I wanted to understand how AI coding tools actually work under the hood. Not just use them — but build one myself.
So I built AgentCode: an open-source, multi-model agentic coding CLI. You type a request in plain English, and it reads your codebase, writes code, runs tests, manages git — all autonomously.

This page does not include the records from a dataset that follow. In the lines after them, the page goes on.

//! Credential Store plus the key-value persistence contract it writes through to.
//!
//! [`CredentialStore`] is the only mutable shared state of a session. Reads are lock-cheap
//! snapshots; writes replace the whole slot under one lock so readers observe either a complete
//! credential or none. Writes are funneled through the refresh coordinator (renewals) and the
//! explicit sign-in/sign-out operations of [`Session`](crate::session::Session).

pub mod file;
pub mod memory;

pub use file::FileStore;
pub use memory::MemoryStore;

// self
use crate::{
	_prelude::*,
	auth::{BearerSecret, Credential, SignIn},
};

/// Boxed future returned by [`KeyValueStore`] operations.
pub type StoreFuture<'a, T> = Pin<Box<dyn Future<Output = Result<T, StoreError>> + 'a + Send>>;

/// String key-value persistence backend (think browser local storage or a config file).
pub trait KeyValueStore
where
	Self: Send + Sync,
{
	/// Reads the value stored under `key`, if any.
	fn load<'a>(&'a self, key: &'a str) -> StoreFuture<'a, Option<String>>;

	/// Stores or replaces the value under `key`.
	fn save<'a>(&'a self, key: &'a str, value: String) -> StoreFuture<'a, ()>;

	/// Removes the value under `key`; removing a missing key succeeds.
	fn remove<'a>(&'a self, key: &'a str) -> StoreFuture<'a, ()>;
}

/// Error type produced by [`KeyValueStore`] implementations.
#[derive(Clone, Debug, PartialEq, Eq, Serialize, Deserialize, ThisError)]
pub enum StoreError {
	/// Serialization failures surfaced by the backend.
	#[error("Serialization error: {message}.")]
	Serialization {
		/// Human-readable error payload.
		message: String,
	},
	/// Backend-level failure for the storage engine.
	#[error("Backend failure: {message}.")]
	Backend {
		/// Human-readable error payload.
		message: String,
	},
}

/// Fields persisted across process restarts.
#[derive(Clone, Debug, PartialEq, Eq, Serialize, Deserialize)]
#[serde(rename_all = "camelCase")]
pub struct PersistedSession {
	/// Raw bearer credential.
	pub access_token: BearerSecret,
	/// Identity label shown to the user.
	#[serde(rename = "userEmail", default)]
	pub identity: Option<String>,
}

/// Point-in-time copy of the store contents.
#[derive(Clone, Debug, Default)]
pub struct StoreSnapshot {
	/// Current credential, if any.
	pub credential: Option<Credential>,
	/// Identity label tied to the credential.
	pub identity: Option<String>,
	/// Session epoch; bumped by every sign-in or restore.
	pub epoch: u64,
	/// Bumped by every explicit write (sign-in, restore, clear) but not by renewals.
	pub revision: u64,
	/// Set when a renewal failed and escalation has not yet cleared the session.
	pub invalidated: bool,
}
impl StoreSnapshot {
	/// Returns `true` while a session is live: a credential is held, or a failed renewal is
	/// awaiting escalation.
	pub fn holds_session(&self) -> bool {
		self.credential.is_some() || self.invalidated
	}
}

/// Holder of the current bearer credential and its identity label.
pub struct CredentialStore {
	slot: RwLock<StoreSnapshot>,
	backend: Option<Arc<dyn KeyValueStore>>,
	write_order: AsyncMutex<()>,
}
impl CredentialStore {
	/// Key under which the session blob is persisted.
	pub const PERSISTENCE_KEY: &'static str = "auth";

	/// Creates an empty, memory-only store.
	pub fn new() -> Self {
		Self { slot: Default::default(), backend: None, write_order: AsyncMutex::new(()) }
	}

	/// Creates an empty store that writes through to `backend`.
	pub fn with_backend(backend: Arc<dyn KeyValueStore>) -> Self {
		Self { backend: Some(backend), ..Self::new() }
	}

	/// Returns the current credential.
	pub fn get(&self) -> Option<Credential> {
		self.slot.read().credential.clone()
	}

	/// Returns the identity label tied to the current session.
	pub fn identity(&self) -> Option<String> {
		self.slot.read().identity.clone()
	}

	/// Returns the current session epoch.
	pub fn epoch(&self) -> u64 {
		self.slot.read().epoch
	}

	/// Returns the revision a renewal must still observe to be allowed to write.
	pub fn revision(&self) -> u64 {
		self.slot.read().revision
	}

	/// Returns `true` if a failed renewal invalidated the session.
	pub fn is_invalidated(&self) -> bool {
		self.slot.read().invalidated
	}

	/// Returns a consistent copy of every field.
	pub fn snapshot(&self) -> StoreSnapshot {
		self.slot.read().clone()
	}

	/// Installs a signed-in credential, opening a new session epoch.
	pub async fn open_session(&self, sign_in: SignIn) -> Result<u64, StoreError> {
		let _ordered = self.write_order.lock().await;
		let (epoch, persisted) = {
			let mut slot = self.slot.write();

			slot.epoch += 1;
			slot.revision += 1;
			slot.invalidated = false;
			slot.identity = sign_in.identity;
			slot.credential = Some(sign_in.credential);

			(slot.epoch, Self::persisted_form(&slot))
		};

		if let Some(persisted) = persisted {
			self.persist(&persisted).await?;
		}

		Ok(epoch)
	}

	/// Reloads a persisted session, opening a new epoch when one was found.
	///
	/// Corrupt blobs are discarded instead of failing start-up.
	pub async fn restore(&self) -> Result<Option<u64>, StoreError> {
		let Some(backend) = &self.backend else {
			return Ok(None);
		};
		let _ordered = self.write_order.lock().await;
		let Some(raw) = backend.load(Self::PERSISTENCE_KEY).await? else {
			return Ok(None);
		};
		let mut deserializer = serde_json::Deserializer::from_str(&raw);
		let parsed = serde_path_to_error::deserialize::<_, PersistedSession>(&mut deserializer);
		let persisted = match parsed {
			Ok(persisted) => persisted,
			Err(e) => {
				tracing::warn!(
					path = %e.path(),
					error = %e.inner(),
					"discarding unreadable persisted session"
				);
				backend.remove(Self::PERSISTENCE_KEY).await?;

				return Ok(None);
			},
		};
		let mut slot = self.slot.write();

		slot.epoch += 1;
		slot.revision += 1;
		slot.invalidated = false;
		slot.identity = persisted.identity;
		slot.credential = Some(Credential::from_token(persisted.access_token.expose()));

		Ok(Some(slot.epoch))
	}

	/// Clears the session and its persisted copy; idempotent.
	///
	/// Returns `true` if a credential was present.
	pub async fn clear(&self) -> Result<bool, StoreError> {
		let _ordered = self.write_order.lock().await;
		let had_credential = {
			let mut slot = self.slot.write();
			let had_credential = slot.credential.take().is_some();

			slot.revision += 1;
			slot.identity = None;
			slot.invalidated = false;

			had_credential
		};

		self.forget().await?;

		Ok(had_credential)
	}

	/// Replaces the credential after a successful renewal, keeping identity and epoch.
	///
	/// Skipped (returning `false`) when an explicit write happened after `revision` was read, or
	/// when there is no session to renew.
	pub(crate) async fn replace(&self, revision: u64, credential: Credential) -> bool {
		let _ordered = self.write_order.lock().await;
		let persisted = {
			let mut slot = self.slot.write();

			if slot.revision != revision || !slot.holds_session() {
				return false;
			}

			slot.invalidated = false;
			slot.credential = Some(credential);

			Self::persisted_form(&slot)
		};

		if let Some(persisted) = persisted
			&& let Err(e) = self.persist(&persisted).await
		{
			tracing::warn!(error = %e, "failed to persist renewed credential");
		}

		true
	}

	/// Drops the credential after a failed renewal and marks the session invalid.
	///
	/// Skipped (returning `false`) when an explicit write happened after `revision` was read, or
	/// when there is no session to invalidate.
	pub(crate) async fn invalidate(&self, revision: u64) -> bool {
		let _ordered = self.write_order.lock().await;

		{
			let mut slot = self.slot.write();

			if slot.revision != revision || !slot.holds_session() {
				return false;
			}

			slot.credential = None;
			slot.invalidated = true;
		}

		if let Err(e) = self.forget().await {
			tracing::warn!(error = %e, "failed to drop persisted credential");
		}

		true
	}

	fn persisted_form(slot: &StoreSnapshot) -> Option<PersistedSession> {
		slot.credential.as_ref().map(|credential| PersistedSession {
			access_token: credential.secret().clone(),
			identity: slot.identity.clone(),
		})
	}

	async fn persist(&self, persisted: &PersistedSession) -> Result<(), StoreError> {
		let Some(backend) = &self.backend else {
			return Ok(());
		};
		let raw = serde_json::to_string(persisted)
			.map_err(|e| StoreError::Serialization { message: e.to_string() })?;

		backend.save(Self::PERSISTENCE_KEY, raw).await
	}

	async fn forget(&self) -> Result<(), StoreError> {
		match &self.backend {
			Some(backend) => backend.remove(Self::PERSISTENCE_KEY).await,
			None => Ok(()),
		}
	}
}
impl Default for CredentialStore {
	fn default() -> Self {
		Self::new()
	}
}
impl Debug for CredentialStore {
	fn fmt(&self, f: &mut Formatter) -> FmtResult {
		let slot = self.slot.read();

		f.debug_struct("CredentialStore")
			.field("credential", &slot.credential)
			.field("epoch", &slot.epoch)
			.field("revision", &slot.revision)
			.field("invalidated", &slot.invalidated)
			.field("persistent", &self.backend.is_some())
			.finish()
	}
}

Here's what I learned building it.
The Core Insight: It's Just a Loop
Every agentic coding tool — no matter how polished — runs the same fundamental pattern:
while needs_follow_up:
1. Send conversation + tools → LLM
2. If LLM returns tool calls → execute them, append results, loop
3. If LLM returns text → done
That's it. The "magic" of AI coding agents is a while loop with function calling. The other 95% is context management, tool execution, error handling, and permissions.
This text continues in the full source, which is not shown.